# [TASK OBJECTIVE]
Would you return every entry, exactly as it is written?

Saved data entries:
________________________________________

//! Operations history use-cases

pub mod service;

pub use service::HistoryService;
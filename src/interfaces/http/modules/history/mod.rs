//! Operations history module

pub mod dto;
pub mod handlers;

pub use dto::*;
pub use handlers::*;
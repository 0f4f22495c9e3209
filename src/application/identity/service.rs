//! Authentication use-cases: register, login, current identity
//!
//! HTTP handlers should be thin wrappers that delegate to this service.

use std::sync::Arc;

use chrono::Utc;
use tracing::{info, warn};

use super::credentials::{CredentialService, IssuedToken};
use crate::domain::{DomainError, DomainResult, RepositoryProvider, User, UserRole};

/// Same message whether the email is unknown or the password wrong.
pub const INVALID_CREDENTIALS: &str = "invalid email or password";

/// Authentication result returned after a successful login or registration
#[derive(Debug, Clone)]
pub struct AuthResult {
    pub token: IssuedToken,
    pub user: User,
}

pub struct AuthService {
    repos: Arc<dyn RepositoryProvider>,
    credentials: Arc<CredentialService>,
}

impl AuthService {
    pub fn new(repos: Arc<dyn RepositoryProvider>, credentials: Arc<CredentialService>) -> Self {
        Self { repos, credentials }
    }

    // ── Registration ────────────────────────────────────────────

    /// Self-registration always yields the default role.
    pub async fn register(&self, name: &str, email: &str, password: &str) -> DomainResult<AuthResult> {
        let users = self.repos.users();

        if users.exists_by_email(email).await? {
            return Err(DomainError::Conflict(format!("email {}", email)));
        }

        let now = Utc::now();
        let user = users
            .create(User {
                id: uuid::Uuid::new_v4().to_string(),
                name: name.to_string(),
                email: email.to_string(),
                password_hash: self.credentials.hash(password)?,
                role: UserRole::default(),
                created_at: now,
                updated_at: now,
            })
            .await?;

        let token = self.credentials.issue(&user)?;
        info!(user_id = %user.id, role = %user.role, "New user registered");

        Ok(AuthResult { token, user })
    }

    // ── Authentication ──────────────────────────────────────────

    pub async fn login(&self, email: &str, password: &str) -> DomainResult<AuthResult> {
        let user = self.repos.users().find_by_email(email).await?;

        let Some(user) = user.filter(|u| self.credentials.verify(password, &u.password_hash)) else {
            warn!("Rejected login attempt");
            metrics::counter!("auth_logins_total", "outcome" => "rejected").increment(1);
            return Err(DomainError::Unauthenticated(INVALID_CREDENTIALS.into()));
        };

        let token = self.credentials.issue(&user)?;
        metrics::counter!("auth_logins_total", "outcome" => "accepted").increment(1);
        info!(user_id = %user.id, "User logged in");

        Ok(AuthResult { token, user })
    }

    // ── Queries ─────────────────────────────────────────────────

    pub async fn current_user(&self, user_id: &str) -> DomainResult<User> {
        self.repos
            .users()
            .find_by_id(user_id)
            .await?
            .ok_or_else(|| DomainError::not_found("User", "id", user_id))
    }
}
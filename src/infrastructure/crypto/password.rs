//! Password hashing utilities and password policy

use bcrypt::{hash, verify};

pub const MIN_PASSWORD_LENGTH: usize = 6;

/// bcrypt ignores everything past this many bytes.
pub const MAX_PASSWORD_BYTES: usize = 72;

/// At least one of these must appear in a password.
pub const SPECIAL_CHARACTERS: &str = r#"!@#$%^&*()_+-=[]{};':"\|,.<>/?"#;

/// Hash a password using bcrypt with a random salt
pub fn hash_password(password: &str, cost: u32) -> Result<String, bcrypt::BcryptError> {
    hash(password, cost)
}

/// Verify a password against a hash. A malformed hash counts as a mismatch.
pub fn verify_password(password: &str, hash: &str) -> bool {
    verify(password, hash).unwrap_or(false)
}

/// Rejects input bcrypt would silently truncate.
pub fn check_password_size(password: &str) -> Result<(), String> {
    if password.len() > MAX_PASSWORD_BYTES {
        return Err(format!(
            "Password must be at most {} bytes long",
            MAX_PASSWORD_BYTES
        ));
    }
    Ok(())
}

/// Returns the human-readable reason when `password` is not acceptable.
pub fn check_password_policy(password: &str) -> Result<(), String> {
    if password.chars().count() < MIN_PASSWORD_LENGTH {
        return Err(format!(
            "Password must be at least {} characters long",
            MIN_PASSWORD_LENGTH
        ));
    }

    check_password_size(password)?;

    if !password.chars().any(|c| SPECIAL_CHARACTERS.contains(c)) {
        return Err(
            "Password must contain at least one special character (!@#$%^&* etc.)".to_string(),
        );
    }

    Ok(())
}

#[cfg(test)]
mod tests {
    use super::*;

    const TEST_COST: u32 = 4;

    #[test]
    fn test_hash_and_verify() {
        let password = "secure_password_123!";
        let hashed = hash_password(password, TEST_COST).unwrap();

        assert_ne!(hashed, password);
        assert!(verify_password(password, &hashed));
        assert!(!verify_password("secure_password_124!", &hashed));
    }

    #[test]
    fn same_password_gets_distinct_salts() {
        let a = hash_password("Secret!1", TEST_COST).unwrap();
        let b = hash_password("Secret!1", TEST_COST).unwrap();
        assert_ne!(a, b);
        assert!(verify_password("Secret!1", &a));
        assert!(verify_password("Secret!1", &b));
    }

    #[test]
    fn malformed_hash_is_a_mismatch() {
        assert!(!verify_password("Secret!1", "not-a-bcrypt-hash"));
        assert!(!verify_password("Secret!1", ""));
    }

    #[test]
    fn policy_requires_special_character() {
        let reason = check_password_policy("abc123").unwrap_err();
        assert!(reason.contains("special character"));
        assert!(check_password_policy("abc123!").is_ok());
    }

    #[test]
    fn policy_requires_minimum_length() {
        let reason = check_password_policy("a!1").unwrap_err();
        assert!(reason.contains("at least 6"));
        assert!(check_password_policy("a!1234").is_ok());
    }

    #[test]
    fn policy_rejects_what_bcrypt_would_truncate() {
        let at_limit = format!("!{}", "a".repeat(MAX_PASSWORD_BYTES - 1));
        assert!(check_password_policy(&at_limit).is_ok());

        let over = format!("{}!", "a".repeat(MAX_PASSWORD_BYTES));
        assert!(check_password_policy(&over).unwrap_err().contains("at most 72 bytes"));

        // 25 chars, 73 bytes
        let wide = format!("!{}", "€".repeat(24));
        assert!(wide.len() > MAX_PASSWORD_BYTES);
        assert!(check_password_size(&wide).is_err());
    }

    #[test]
    fn every_listed_special_character_counts() {
        for c in SPECIAL_CHARACTERS.chars() {
            let candidate = format!("abcde{}", c);
            assert!(check_password_policy(&candidate).is_ok(), "{candidate}");
        }
    }
}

________________________________________

# [RESULT FOR THIS EXERCISE]
//! Operations history use-cases

pub mod service;

pub use service::HistoryService;
filename src/interfaces/http/modules/history/mod.rs
//! Operations history module

pub mod dto;
pub mod handlers;

pub use dto::*;
pub use handlers::*;
repository 0f4f22495c9e3209
filename src/application/identity/service.rs
//! Authentication use-cases: register, login, current identity
//!
//! HTTP handlers should be thin wrappers that delegate to this service.

use std::sync::Arc;

use chrono::Utc;
use tracing::{info, warn};

use super::credentials::{CredentialService, IssuedToken};
use crate::domain::{DomainError, DomainResult, RepositoryProvider, User, UserRole};

/// Same message whether the email is unknown or the password wrong.
pub const INVALID_CREDENTIALS: &str = "invalid email or password";

/// Authentication result returned after a successful login or registration
#[derive(Debug, Clone)]
pub struct AuthResult {
    pub token: IssuedToken,
    pub user: User,
}

pub struct AuthService {
    repos: Arc<dyn RepositoryProvider>,
    credentials: Arc<CredentialService>,
}

impl AuthService {
    pub fn new(repos: Arc<dyn RepositoryProvider>, credentials: Arc<CredentialService>) -> Self {
        Self { repos, credentials }
    }

    // ── Registration ────────────────────────────────────────────

    /// Self-registration always yields the default role.
    pub async fn register(&self, name: &str, email: &str, password: &str) -> DomainResult<AuthResult> {
        let users = self.repos.users();

        if users.exists_by_email(email).await? {
            return Err(DomainError::Conflict(format!("email {}", email)));
        }

        let now = Utc::now();
        let user = users
            .create(User {
                id: uuid::Uuid::new_v4().to_string(),
                name: name.to_string(),
                email: email.to_string(),
                password_hash: self.credentials.hash(password)?,
                role: UserRole::default(),
                created_at: now,
                updated_at: now,
            })
            .await?;

        let token = self.credentials.issue(&user)?;
        info!(user_id = %user.id, role = %user.role, "New user registered");

        Ok(AuthResult { token, user })
    }

    // ── Authentication ──────────────────────────────────────────

    pub async fn login(&self, email: &str, password: &str) -> DomainResult<AuthResult> {
        let user = self.repos.users().find_by_email(email).await?;

        let Some(user) = user.filter(|u| self.credentials.verify(password, &u.password_hash)) else {
            warn!("Rejected login attempt");
            metrics::counter!("auth_logins_total", "outcome" => "rejected").increment(1);
            return Err(DomainError::Unauthenticated(INVALID_CREDENTIALS.into()));
        };

        let token = self.credentials.issue(&user)?;
        metrics::counter!("auth_logins_total", "outcome" => "accepted").increment(1);
        info!(user_id = %user.id, "User logged in");

        Ok(AuthResult { token, user })
    }

    // ── Queries ─────────────────────────────────────────────────

    pub async fn current_user(&self, user_id: &str) -> DomainResult<User> {
        self.repos
            .users()
            .find_by_id(user_id)
            .await?
            .ok_or_else(|| DomainError::not_found("User", "id", user_id))
    }
}
filename src/infrastructure/crypto/password.rs
//! Password hashing utilities and password policy

use bcrypt::{hash, verify};

pub const MIN_PASSWORD_LENGTH: usize = 6;

/// bcrypt ignores everything past this many bytes.
pub const MAX_PASSWORD_BYTES: usize = 72;

/// At least one of these must appear in a password.
pub const SPECIAL_CHARACTERS: &str = r#"!@#$%^&*()_+-=[]{};':"\|,.<>/?"#;

/// Hash a password using bcrypt with a random salt
pub fn hash_password(password: &str, cost: u32) -> Result<String, bcrypt::BcryptError> {
    hash(password, cost)
}

/// Verify a password against a hash. A malformed hash counts as a mismatch.
pub fn verify_password(password: &str, hash: &str) -> bool {
    verify(password, hash).unwrap_or(false)
}

/// Rejects input bcrypt would silently truncate.
pub fn check_password_size(password: &str) -> Result<(), String> {
    if password.len() > MAX_PASSWORD_BYTES {
        return Err(format!(
            "Password must be at most {} bytes long",
            MAX_PASSWORD_BYTES
        ));
    }
    Ok(())
}

/// Returns the human-readable reason when `password` is not acceptable.
pub fn check_password_policy(password: &str) -> Result<(), String> {
    if password.chars().count() < MIN_PASSWORD_LENGTH {
        return Err(format!(
            "Password must be at least {} characters long",
            MIN_PASSWORD_LENGTH
        ));
    }

    check_password_size(password)?;

    if !password.chars().any(|c| SPECIAL_CHARACTERS.contains(c)) {
        return Err(
            "Password must contain at least one special character (!@#$%^&* etc.)".to_string(),
        );
    }

    Ok(())
}

#[cfg(test)]
mod tests {
    use super::*;

    const TEST_COST: u32 = 4;

    #[test]
    fn test_hash_and_verify() {
        let password = "secure_password_123!";
        let hashed = hash_password(password, TEST_COST).unwrap();

        assert_ne!(hashed, password);
        assert!(verify_password(password, &hashed));
        assert!(!verify_password("secure_password_124!", &hashed));
    }

    #[test]
    fn same_password_gets_distinct_salts() {
        let a = hash_password("Secret!1", TEST_COST).unwrap();
        let b = hash_password("Secret!1", TEST_COST).unwrap();
        assert_ne!(a, b);
        assert!(verify_password("Secret!1", &a));
        assert!(verify_password("Secret!1", &b));
    }

    #[test]
    fn malformed_hash_is_a_mismatch() {
        assert!(!verify_password("Secret!1", "not-a-bcrypt-hash"));
        assert!(!verify_password("Secret!1", ""));
    }

    #[test]
    fn policy_requires_special_character() {
        let reason = check_password_policy("abc123").unwrap_err();
        assert!(reason.contains("special character"));
        assert!(check_password_policy("abc123!").is_ok());
    }

    #[test]
    fn policy_requires_minimum_length() {
        let reason = check_password_policy("a!1").unwrap_err();
        assert!(reason.contains("at least 6"));
        assert!(check_password_policy("a!1234").is_ok());
    }

    #[test]
    fn policy_rejects_what_bcrypt_would_truncate() {
        let at_limit = format!("!{}", "a".repeat(MAX_PASSWORD_BYTES - 1));
        assert!(check_password_policy(&at_limit).is_ok());

        let over = format!("{}!", "a".repeat(MAX_PASSWORD_BYTES));
        assert!(check_password_policy(&over).unwrap_err().contains("at most 72 bytes"));

        // 25 chars, 73 bytes
        let wide = format!("!{}", "€".repeat(24));
        assert!(wide.len() > MAX_PASSWORD_BYTES);
        assert!(check_password_size(&wide).is_err());
    }

    #[test]
    fn every_listed_special_character_counts() {
        for c in SPECIAL_CHARACTERS.chars() {
            let candidate = format!("abcde{}", c);
            assert!(check_password_policy(&candidate).is_ok(), "{candidate}");
        }
    }
}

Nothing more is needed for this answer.